Back in 2013, during the first Off Broadway run of “Comet,” a character experiencing a religious crisis felt revolutionary, even transgressive. But in the six years since, more and more media aimed at millennials is getting serious about life’s Big Questions. Characters are increasingly likely to worry not just about their romantic prospects, but about their spiritual ones. The most affecting of today’s dramas are about the relationship between human beings and the infinite: a conflict between ordinary mortals and a God more and more of us do not even know how to conceive of, let alone engage with. Think “Good Omens,” “Santa Clarita Diet” or “Chilling Adventures of Sabrina.”

“Hadestown,” “The Good Place” and “Fleabag” tackle life’s big questions.

While at least 40 percent of millennials claim no religion, 72 percent of America’s religiously unaffiliated still believe in a Higher Power, a Great Something. The quintessential millennial experience is not asking whether to believe in something; it is asking what, exactly, are we meant to believe in. While millennials have all too often been accused of solipsism and selfishness—we all come out from underneath Lena Dunham’s rompers—our latest crop of millennial-focused media betrays both moral seriousness and moral curiosity. More and more characters are wrestling with the same question that defined Pierre’s search: How can you be good enough when you’re not even sure what good is?

Among the most on-the-nose dramatizations of this quest is the NBC series “The Good Place,” which follows the postmortem adventures of an admitted dirtbag, Eleanor Shellstrop (Kristen Bell), as she navigates the titular Good Place: a heaven-like suburbia she believes she has been admitted to by mistake. By the close of the series’ first season, we learn that Eleanor isn’t in the Good Place at all, but rather—along with her newfound friend and love interest, the moral philosophy professor Chidi Anagonye (William Jackson Harper)—in a beta test of a new Bad Place that is designed to prove the Sartrean truism that hell is, indeed, other people. Over the course of the subsequent two seasons (a fourth and final season is yet to air), Eleanor and Chidi not only try to escape to the real Good Place but also try to help others get into the Good Place. Disheartened by the realization that seemingly nobody gets into the Good Place (being a truly good person all of the time, it transpires, is all but impossible), they try to bargain with the powers that be. Maybe people can’t always be perfect, they say, but they can get better.

While at least 40 percent of millennials claim no religion, 72 percent of America’s religiously unaffiliated still believe in a Higher Power, a Great Something.

While Eleanor and Chidi’s budding romance makes up a part of the show, it consistently takes a back seat to their friendship—and, in particular, the way the two of them act as what Aristotle once called friends of virtue, encouraging one another to become better people. Eleanor becomes less selfish. Chidi stops spiraling into self-indulgent neurosis.

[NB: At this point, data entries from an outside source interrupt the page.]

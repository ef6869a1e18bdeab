//! Price type.

use rust_decimal::Decimal;
use serde::{Deserialize, Serialize};
use std::fmt;
use std::str::FromStr;

use crate::error::TrackerError;

/// A non-negative currency amount in the tracker's single implicit currency.
///
/// Comparison ignores scale, so `999` and `999.00` are the same price.
#[derive(Debug, Clone, Copy, PartialEq, Eq, PartialOrd, Ord, Hash, Serialize, Deserialize)]
#[serde(try_from = "Decimal", into = "Decimal")]
pub struct Price(Decimal);

impl Price {
    /// A price of zero.
    pub const ZERO: Price = Price(Decimal::ZERO);

    /// Create a price, rejecting negative amounts.
    pub fn new(value: Decimal) -> Option<Self> {
        if value < Decimal::ZERO {
            None
        } else {
            Some(Self(value))
        }
    }

    /// Parse decimal text such as `"899.00"`.
    ///
    /// Anything that is not a plain non-negative decimal yields `None`.
    pub fn parse(text: &str) -> Option<Self> {
        Decimal::from_str(text.trim()).ok().and_then(Self::new)
    }

    /// The underlying decimal amount.
    #[inline]
    pub fn value(&self) -> Decimal {
        self.0
    }

    /// Amount by which this price is below `other`, if it is.
    pub fn drop_from(&self, other: Price) -> Option<Decimal> {
        (self.0 < other.0).then(|| other.0 - self.0)
    }
}

impl fmt::Display for Price {
    fn fmt(&self, f: &mut fmt::Formatter<'_>) -> fmt::Result {
        self.0.fmt(f)
    }
}

impl TryFrom<Decimal> for Price {
    type Error = TrackerError;

    fn try_from(value: Decimal) -> Result<Self, Self::Error> {
        Self::new(value)
            .ok_or_else(|| TrackerError::Validation(format!("negative price: {}", value)))
    }
}

impl From<Price> for Decimal {
    fn from(price: Price) -> Self {
        price.0
    }
}

impl FromStr for Price {
    type Err = TrackerError;

    fn from_str(s: &str) -> Result<Self, Self::Err> {
        Self::parse(s).ok_or_else(|| TrackerError::Validation(format!("invalid price: {:?}", s)))
    }
}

There isn’t much of a theology, as such, in “The Good Place.” The metaphysical architecture of the afterlife—hell, demons, torture, judges—is structured for comic effect, not spiritual seriousness. The viewing audience is implicitly expected to find the idea of an everlasting hell implausible, and therefore funny. But what “The Good Place”does have, in abundance, is a sense of moral seriousness that takes place in a thematically, if not narratively, godless world. The real question “The Good Place”asks is not what will the afterlife be like, but how do we live if there probably isn’t one? Among the most affecting narrative arcs of the show takes place in its third season, when Chidi and Eleanor are given another chance at life on earth but (erroneously) think that they’re doomed to the Bad Place no matter what they do. Rather than indulge in hedonism (for Eleanor) and anxiety-spiraling (for Chidi), they decide to use their time on earth to save as many other people from the Bad Place as possible and make a Good Place here on earth.

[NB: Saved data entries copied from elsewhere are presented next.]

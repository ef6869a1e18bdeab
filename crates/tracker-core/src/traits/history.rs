//! History store trait definition.

use crate::error::StoreError;
use crate::types::{Observation, Price};

/// Append-only log of price observations.
///
/// Callers guarantee a single writer; implementations need no cross-process
/// locking.
pub trait HistoryStore: Send + Sync {
    /// Append an observation of `price` stamped with the current time.
    ///
    /// # Returns
    /// The observation that was written
    fn append(&self, price: Price) -> Result<Observation, StoreError>;

    /// Get the most recent observation.
    ///
    /// # Returns
    /// `Ok(None)` when nothing has been recorded yet (including when the
    /// backing storage does not exist), an error when it cannot be read or its
    /// last entry is malformed.
    fn latest(&self) -> Result<Option<Observation>, StoreError>;

    /// Get every observation in insertion order.
    fn observations(&self) -> Result<Vec<Observation>, StoreError>;

    /// Get the last logged price.
    ///
    /// Unreadable or malformed history degrades to `None`, the same as an
    /// empty one.
    fn last_price(&self) -> Option<Price> {
        self.latest().ok().flatten().map(|obs| obs.price)
    }
}
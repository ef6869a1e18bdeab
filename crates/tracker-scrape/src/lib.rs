//! Product page fetching and price extraction.

mod extractor;
mod http;
mod price_text;

pub use extractor::{build_extractor, ExtractorSpec, SelectorExtractor, SplitPriceExtractor};
pub use http::{HttpFetcher, HttpFetcherConfig};
pub use price_text::clean_price_text;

Both “Fleabag” and “The Good Place” are stories about characters’ relationships not just with one another, but with their idealselves.

That same combination of moral hunger and spiritual uncertainty defines the British television show “Fleabag.”The two-season story of the titular, chain-smoking, compulsively sexual millennial wreck (Phoebe Waller-Bridge, also the show’s writer and creator), “Fleabag”culminates in a wrenching affair between Fleabag and a young, attractive priest (Andrew Scott). What starts out as just another “Fleabag”-patented misadventure—of coursethe self-sabotaging Fleabag would fall for the most emotionally unavailable man of all—turns into a delicate meditation on what it means to love another person for the better and what it means to love at all.

Fleabag thinks  she’s in love with the priest. But as the second season progresses, she comes to another epiphany. “I want someone to tell me what to wear every morning,” she admits to the priest, right there in the confessional. “I want someone to tell me what to eat. What to like, what to hate, what to rage about…what to not joke about. I want someone to tell me what to believe in.” The story of Fleabagis not the story of her relationship with the priest. Nor is it, exactly, the story of her relationship with God. When we leave Fleabag, she is still wandering off the beaten track of faith. But like “The Good Place,” the series is fundamentally the story of a woman wrestling with the Big Questions in what seems to be a godless world. At their core, both “Fleabag” and “The Good Place” are stories about characters’ relationships not just with one another, but with their idealselves: flawed people learning to be good people.

They are stories about the perennial need for  religion—and about the millennial uncertainty about what that religion will look like.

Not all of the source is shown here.